Presque quotidiennement, l’appareil médiatique occidental compare le Président russe Vladimir Poutine à Hitler, surtout depuis le crash de l’avion malaisien sur le territoire sous contrôle des pro-russes. Comme au plus fort de la guerre froide, les médias et les politiciens occidentaux se livrent à une véritable hystérie anti-russe devant rendre personnellement responsable Vladimir Poutine.
Le haro contre Poutine est aussi violente que s’il se trouvait à la tête des bolcheviques, il y a de ça quelques décennies, avant la chute du mur. Certains politiciens n’hésitent pas à dire que cette fois-ci, il a vraiment dépassé les bornes. Les tabloïds titrent, les uns « Poutine a tué mon fils » ; les autres « Les terroristes de Poutine ont tué deux familles britanniques ». Pendant ce temps-là, des journaux sérieux (ou prétendus tels) veulent savoir quand les USA vont enfin punir Poutine.
Il est important de souligner que concernant cette tragédie, seuls quelques éléments sont connus avec certitude ; par exemple que l’avion est tombé d’une altitude de 10.000 mètres. Qu’il se trouvait dans la partie du ciel sous contrôle de Kiev et non dans le ciel de Moscou. Que l’épave, se trouve sur le territoire de la République autoproclamée de Donetsk. Que les deux boites noires ont été confiées aux autorités malaisiennes, et que les corps des victimes ont été transportés par train jusqu’à Karkov et ensuite, par avion, jusqu’en Hollande, pour y être autopsiés.
John Kerry a affirmé que la Russie est certainement mêlée de près à cette affaire, car « les ivrognes pro-russes » ne sont pas capables d’utiliser des armes si sophistiquées. Aussi, dans les médias occidentaux est apparue une vidéo montrant ce qu’on disait être un système « Buk » en train de quitter le territoire ukrainien.
Moscou affirme qu’au moment du crash un satellite américain était au-dessus de la zone et demande aux États-Unis de publier les images prises au moment du crash. Pendant ce temps, la Maison Blanche continue d’affirmer que les indices contre Moscou s’accumulent, sans pour autant en fournir une quelconque preuve.

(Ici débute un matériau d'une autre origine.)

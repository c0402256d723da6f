//! MediaFire link purification: interstitial page scraping and folder
//! handling.

use std::sync::LazyLock;

use regex::Regex;
use scraper::{Html, Selector};

use super::ResolvedLink;
use crate::blocklist::BlocklistReason;
use crate::download::{DownloadError, DownloadKind, FetchSpec};

/// A link straight to MediaFire's download servers.
static DIRECT_DOWNLOAD: LazyLock<Regex> = LazyLock::new(|| {
    Regex::new(r"(?i)https?://download\d+\.mediafire\.com/")
        .unwrap_or_else(|e| panic!("invalid MediaFire pattern: {e}"))
});

/// The inline redirect some download pages carry.
static LOCATION_SCRIPT: LazyLock<Regex> = LazyLock::new(|| {
    Regex::new(r"(?i)window.location.href\s?=\s?'(https://download\d+\.mediafire\.com/[^']*)'")
        .unwrap_or_else(|e| panic!("invalid MediaFire pattern: {e}"))
});

/// Resolves a fetched MediaFire response (redirects already followed).
///
/// # Errors
///
/// Returns [`DownloadError::LinkBroken`] for error pages and pages without
/// a recognizable download button.
pub(super) async fn resolve(response: reqwest::Response) -> Result<ResolvedLink, DownloadError> {
    let url = response.url().to_string();

    if url.contains("error.php") {
        return Err(DownloadError::link_broken(BlocklistReason::LinkBroken));
    }

    if url.contains("/folder/") {
        let folder_key = url
            .split("/folder/")
            .nth(1)
            .and_then(|rest| rest.split('/').next())
            .unwrap_or_default()
            .to_string();
        if folder_key.is_empty() {
            return Err(DownloadError::link_broken(BlocklistReason::LinkBroken));
        }
        return Ok(ResolvedLink::Stream {
            pure_link: folder_key.clone(),
            kind: DownloadKind::MediaFireFolder,
            fetch: FetchSpec::MediaFireFolder { folder_key },
        });
    }

    if DIRECT_DOWNLOAD.is_match(&url) {
        // The page link already was the payload link.
        return Ok(ResolvedLink::Stream {
            pure_link: url.clone(),
            kind: DownloadKind::Direct,
            fetch: FetchSpec::Get { url },
        });
    }

    let body = response
        .text()
        .await
        .map_err(|_| DownloadError::link_broken(BlocklistReason::LinkBroken))?;

    if let Some(caps) = LOCATION_SCRIPT.captures(&body) {
        let direct = caps[1].to_string();
        return Ok(ResolvedLink::Stream {
            pure_link: direct.clone(),
            kind: DownloadKind::Direct,
            fetch: FetchSpec::Get { url: direct },
        });
    }

    let document = Html::parse_document(&body);
    let selector = Selector::parse("a#downloadButton")
        .map_err(|_| DownloadError::link_broken(BlocklistReason::LinkBroken))?;
    if let Some(href) = document
        .select(&selector)
        .next()
        .and_then(|a| a.value().attr("href"))
    {
        let href = href.to_string();
        return Ok(ResolvedLink::Stream {
            pure_link: href.clone(),
            kind: DownloadKind::MediaFire,
            fetch: FetchSpec::Get { url: href },
        });
    }

    // Not broken and not a folder, but no download button either.
    Err(DownloadError::link_broken(BlocklistReason::LinkBroken))
}

#[cfg(test)]
#[allow(clippy::unwrap_used)]
mod tests {
    use super::*;
    use wiremock::matchers::{method, path};
    use wiremock::{Mock, MockServer, ResponseTemplate};

    async fn fetch(server: &MockServer, route: &str) -> reqwest::Response {
        reqwest::Client::new()
            .get(format!("{}{route}", server.uri()))
            .send()
            .await
            .unwrap()
    }

    #[tokio::test]
    async fn test_download_button_is_parsed() {
        let server = MockServer::start().await;
        Mock::given(method("GET"))
            .and(path("/file/abc"))
            .respond_with(ResponseTemplate::new(200).set_body_string(
                r#"<html><body><a id="downloadButton" href="https://download123.mediafire.com/x/file.cbz">Download</a></body></html>"#,
            ))
            .mount(&server)
            .await;

        let resolved = resolve(fetch(&server, "/file/abc").await).await.unwrap();
        assert_eq!(resolved.kind(), DownloadKind::MediaFire);
        assert_eq!(
            resolved.pure_link(""),
            "https://download123.mediafire.com/x/file.cbz"
        );
    }

    #[tokio::test]
    async fn test_location_script_is_parsed() {
        let server = MockServer::start().await;
        Mock::given(method("GET"))
            .respond_with(ResponseTemplate::new(200).set_body_string(
                r"<script>window.location.href = 'https://download42.mediafire.com/y/file.cbz'</script>",
            ))
            .mount(&server)
            .await;

        let resolved = resolve(fetch(&server, "/file/xyz").await).await.unwrap();
        assert_eq!(resolved.kind(), DownloadKind::Direct);
    }

    #[tokio::test]
    async fn test_error_page_is_broken() {
        let server = MockServer::start().await;
        Mock::given(method("GET"))
            .respond_with(ResponseTemplate::new(200))
            .mount(&server)
            .await;

        let result = resolve(fetch(&server, "/error.php?origin=download").await).await;
        assert!(matches!(
            result,
            Err(DownloadError::LinkBroken {
                reason: BlocklistReason::LinkBroken
            })
        ));
    }

    #[tokio::test]
    async fn test_folder_link_uses_zip_endpoint() {
        let server = MockServer::start().await;
        Mock::given(method("GET"))
            .respond_with(ResponseTemplate::new(200))
            .mount(&server)
            .await;

        let resolved = resolve(fetch(&server, "/folder/fkey123/name").await)
            .await
            .unwrap();
        assert_eq!(resolved.kind(), DownloadKind::MediaFireFolder);
        assert_eq!(
            resolved,
            ResolvedLink::Stream {
                pure_link: "fkey123".to_string(),
                kind: DownloadKind::MediaFireFolder,
                fetch: FetchSpec::MediaFireFolder {
                    folder_key: "fkey123".to_string()
                },
            }
        );
    }

    #[tokio::test]
    async fn test_page_without_button_is_broken() {
        let server = MockServer::start().await;
        Mock::given(method("GET"))
            .respond_with(ResponseTemplate::new(200).set_body_string("<html><body>nope</body></html>"))
            .mount(&server)
            .await;

        let result = resolve(fetch(&server, "/file/abc").await).await;
        assert!(result.is_err());
    }
}
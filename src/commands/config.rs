//! Config, blocklist and root-folder commands.

use anyhow::{Context, Result, bail};
use longbox_core::Services;

use crate::cli::RootFolderAction;

/// Prints the settings document, or changes one key.
pub async fn config(
    services: &Services,
    key: Option<String>,
    value: Option<String>,
) -> Result<()> {
    let Some(key) = key else {
        println!("{}", serde_json::to_string_pretty(&services.settings.get())?);
        return Ok(());
    };
    let Some(value) = value else {
        let document = serde_json::to_value(services.settings.get())?;
        match document.get(&key) {
            Some(value) => println!("{value}"),
            None => bail!("unknown setting {key}"),
        }
        return Ok(());
    };

    // Apply the change through the document so every key stays reachable,
    // then let validation judge the result.
    let mut document = serde_json::to_value(services.settings.get())?;
    let object = document
        .as_object_mut()
        .context("settings document is not an object")?;
    if !object.contains_key(&key) {
        bail!("unknown setting {key}");
    }
    let parsed: serde_json::Value = serde_json::from_str(&value)
        .unwrap_or_else(|_| serde_json::Value::String(value.clone()));
    object.insert(key.clone(), parsed);

    let candidate: longbox_core::Settings = serde_json::from_value(document)?;
    if key == "download_folder" {
        longbox_core::settings::validate_download_folder(&candidate, &services.root_folders)
            .await?;
    }
    services.settings.update(move |settings| *settings = candidate)?;
    println!("Updated {key}.");
    Ok(())
}

/// Prints or clears the blocklist.
pub async fn blocklist(services: &Services, clear: bool) -> Result<()> {
    if clear {
        services.blocklist.clear().await?;
        println!("Blocklist cleared.");
        return Ok(());
    }

    let entries = services.blocklist.list(0, 100).await?;
    if entries.is_empty() {
        println!("Blocklist is empty.");
        return Ok(());
    }
    for entry in entries {
        println!(
            "#{} [{}] {}",
            entry.id,
            entry.reason.description(),
            entry
                .download_link
                .or(entry.web_link)
                .unwrap_or_default()
        );
    }
    Ok(())
}

/// Root folder management.
pub async fn root_folder(services: &Services, action: RootFolderAction) -> Result<()> {
    match action {
        RootFolderAction::Add { folder } => {
            let id = services.root_folders.add(&folder).await?;
            println!("Registered root folder {id}: {folder}");
        }
        RootFolderAction::List => {
            for folder in services.root_folders.list().await? {
                println!("#{} {}", folder.id, folder.folder);
            }
        }
        RootFolderAction::Delete { id } => {
            services.root_folders.delete(id).await?;
            println!("Deleted root folder {id}.");
        }
    }
    Ok(())
}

On exige de Vladimir Poutine qu’il fasse pression sur les séparatistes pro-russes pour qu’ils arrêtent de perturber et d’empêcher les enquêteurs de faire leur travail ; mais on ne demande pas à Kiev d’arrêter son offensive dans la zone où se trouve l’épave de l’avion de manière à faciliter la tâche des enquêteurs.
Les Occidentaux vont même jusqu’à accuser les pro-russes d’avoir traité les corps de manière « grotesque », sans préciser ce qu’ils peuvent faire de plus pour ces malheureuses victimes que de les conserver dans des wagons frigorifiques. Washington et l’Union européenne appellent Moscou à cesser toute aide aux séparatistes et, pendant ce temps-là, ils ne demandent pas à Kiev de publier un compte-rendu du vol MH-17.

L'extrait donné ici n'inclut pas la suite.